Heptuallah, who's from India, had no qualms about holding the conference in
Cuba because she believes the Castro government has fulfilled the organization's
criteria for a democratic country.
Before the IPU meeting, Castro delivered a speech criticizing the United
States, according to a Radio Havana broadcast. He called on the U.S. to
eliminate the "Cuban Adjustment Act," which controls Cuban immigration
to the United States, and end the economic blockade against the communist
nation.
Castro called it a "great privilege" for him to have declared the "socialist
character" of the Cuban Revolution in 1961, just before the U.S.-led
invasion at the Bay of Pigs. He believed the attack was "aimed at
installing a foreign government on the island to open the way to bloody
intervention."
Castro vowed the Cuban people will never give up their struggle to end
exploitation through the socialist system, which he called the only way to
create a "just and humane society." He recalled that the Cuban people
shed their blood for the socialist cause in the Bay of Pigs as well as fighting
against colonialism and apartheid in Africa.
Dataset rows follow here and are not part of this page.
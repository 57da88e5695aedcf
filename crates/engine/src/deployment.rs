//! In-memory deployment: stores per bucket plus views over them
//!
//! Views are live: their documents are resolved from the stores on every
//! read, so an entity becomes visible through a view as soon as it carries
//! the view's tag, at the tagged revision.

use std::collections::BTreeMap;
use std::sync::Arc;

use parking_lot::RwLock;
use tracing::{debug, info};

use neurosim_core::{
    Bucket, Entity, EntityBody, EntityFilter, EntityStore, IndexedVector, ScoringIndex,
    SimilarityError, SimilarityResult, StoreProvider, ViewDefinition, ViewRef, ViewService,
};

use crate::index::BruteForceIndex;
use crate::store::MemoryStore;

/// Aggregated views may nest at most this deep
const MAX_VIEW_DEPTH: usize = 8;

#[derive(Debug, Clone)]
enum View {
    Single {
        bucket: Bucket,
        definition: ViewDefinition,
    },
    Aggregated {
        members: Vec<ViewRef>,
    },
}

/// Stores and views of one deployment
#[derive(Debug, Default)]
pub struct MemoryDeployment {
    stores: RwLock<BTreeMap<Bucket, Arc<MemoryStore>>>,
    views: RwLock<BTreeMap<String, View>>,
    index_unreachable: RwLock<bool>,
}

impl MemoryDeployment {
    /// Empty deployment
    pub fn new() -> Self {
        MemoryDeployment::default()
    }

    /// Concrete store of a bucket, created on first use
    pub fn memory_store(&self, bucket: &Bucket) -> Arc<MemoryStore> {
        if let Some(store) = self.stores.read().get(bucket) {
            return Arc::clone(store);
        }
        let mut stores = self.stores.write();
        Arc::clone(
            stores
                .entry(bucket.clone())
                .or_insert_with(|| Arc::new(MemoryStore::new(bucket.clone()))),
        )
    }

    /// Definition of a single-bucket view
    pub fn view_definition(&self, view_id: &str) -> Option<ViewDefinition> {
        match self.views.read().get(view_id) {
            Some(View::Single { definition, .. }) => Some(definition.clone()),
            _ => None,
        }
    }

    /// Members of an aggregated view
    pub fn view_members(&self, view_id: &str) -> Option<Vec<ViewRef>> {
        match self.views.read().get(view_id) {
            Some(View::Aggregated { members }) => Some(members.clone()),
            _ => None,
        }
    }

    /// Number of views defined
    pub fn view_count(&self) -> usize {
        self.views.read().len()
    }

    /// Make every view read fail as if the index were down
    pub fn set_index_unreachable(&self, unreachable: bool) {
        *self.index_unreachable.write() = unreachable;
    }

    fn check_index(&self) -> SimilarityResult<()> {
        if *self.index_unreachable.read() {
            return Err(SimilarityError::Index("index is unreachable".to_string()));
        }
        Ok(())
    }

    fn collect(&self, view_id: &str, depth: usize, out: &mut Vec<Entity>) -> SimilarityResult<()> {
        if depth > MAX_VIEW_DEPTH {
            return Err(SimilarityError::Index(format!(
                "view '{}' nests deeper than {} levels",
                view_id, MAX_VIEW_DEPTH
            )));
        }
        let view = self
            .views
            .read()
            .get(view_id)
            .cloned()
            .ok_or_else(|| SimilarityError::Index(format!("unknown view '{}'", view_id)))?;

        match view {
            View::Single { bucket, definition } => {
                let filter = EntityFilter::of_type_name(definition.resource_type).active();
                out.extend(self.memory_store(&bucket).search_tagged(&filter, &definition.tag)?);
            }
            View::Aggregated { members } => {
                for member in &members {
                    self.collect(&member.view_id, depth + 1, out)?;
                }
            }
        }
        Ok(())
    }
}

impl StoreProvider for MemoryDeployment {
    fn store(&self, bucket: &Bucket) -> SimilarityResult<Arc<dyn EntityStore>> {
        Ok(self.memory_store(bucket))
    }
}

impl ViewService for MemoryDeployment {
    fn create_view(
        &self,
        bucket: &Bucket,
        view_id: &str,
        definition: &ViewDefinition,
    ) -> SimilarityResult<String> {
        self.check_index()?;
        self.views.write().insert(
            view_id.to_string(),
            View::Single {
                bucket: bucket.clone(),
                definition: definition.clone(),
            },
        );
        info!(
            target: "neurosim::views",
            view = view_id,
            bucket = %bucket,
            resource_type = %definition.resource_type,
            tag = %definition.tag,
            "Created view"
        );
        Ok(view_id.to_string())
    }

    fn create_aggregated_view(
        &self,
        bucket: &Bucket,
        view_id: &str,
        views: &[ViewRef],
    ) -> SimilarityResult<String> {
        self.check_index()?;
        let mut defined = self.views.write();
        for member in views {
            if !defined.contains_key(&member.view_id) {
                return Err(SimilarityError::Index(format!(
                    "cannot aggregate unknown view '{}' of {}",
                    member.view_id, member.bucket
                )));
            }
        }
        defined.insert(
            view_id.to_string(),
            View::Aggregated {
                members: views.to_vec(),
            },
        );
        info!(target: "neurosim::views", view = view_id, bucket = %bucket, members = views.len(), "Created aggregated view");
        Ok(view_id.to_string())
    }

    fn documents(&self, view_id: &str) -> SimilarityResult<Vec<Entity>> {
        self.check_index()?;
        let mut docs = Vec::new();
        self.collect(view_id, 0, &mut docs)?;
        debug!(target: "neurosim::views", view = view_id, count = docs.len(), "Resolved view documents");
        Ok(docs)
    }

    fn scoring_index(&self, view_id: &str) -> SimilarityResult<Arc<dyn ScoringIndex>> {
        let docs = self.documents(view_id)?;
        let index = BruteForceIndex::from_documents(docs.into_iter().filter_map(|doc| {
            let rev = doc.rev().unwrap_or_default();
            match doc.body {
                EntityBody::Embedding { vector } => Some(IndexedVector {
                    id: doc.id,
                    rev,
                    vector,
                }),
                _ => None,
            }
        }))?;
        Ok(Arc::new(index))
    }
}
Castro also mentioned Elian Gonzalez in his Saturday speech, saying that it
was just 15 months ago that mass rallies began in Havana to protest Elian's "kidnapping"
in Miami. He called Elian the "spark" who ignited "a battle of
ideas" between the two nations.
Castro had promised not to use Elian as a political pawn after he returned
to Cuba with his father after court battles in the United States.
Castro also criticized President Bush for pulling the United States out of
the Kyoto global warming treaty, saying that decision makes a new arms race
inevitable and comes at a most inopportune moment -- the beginning of a new
century.
Anti-Cuban Embargo group begins operations in Washington
By Jim Burns. CNS Senior Staff Writer. April 02, 2001
(CNSNews.com) - Several former diplomats from Republican administrations
have formed a new organization called the "Cuba Policy Foundation" to
lobby against the decades-old U.S. economic embargo against the communist
nation.
Sally Grooms Cowal, a former deputy assistant secretary of state under
President George H.W. Bush in the 1980s, serves as president of the
organization. She described the new group as being "non-ideological"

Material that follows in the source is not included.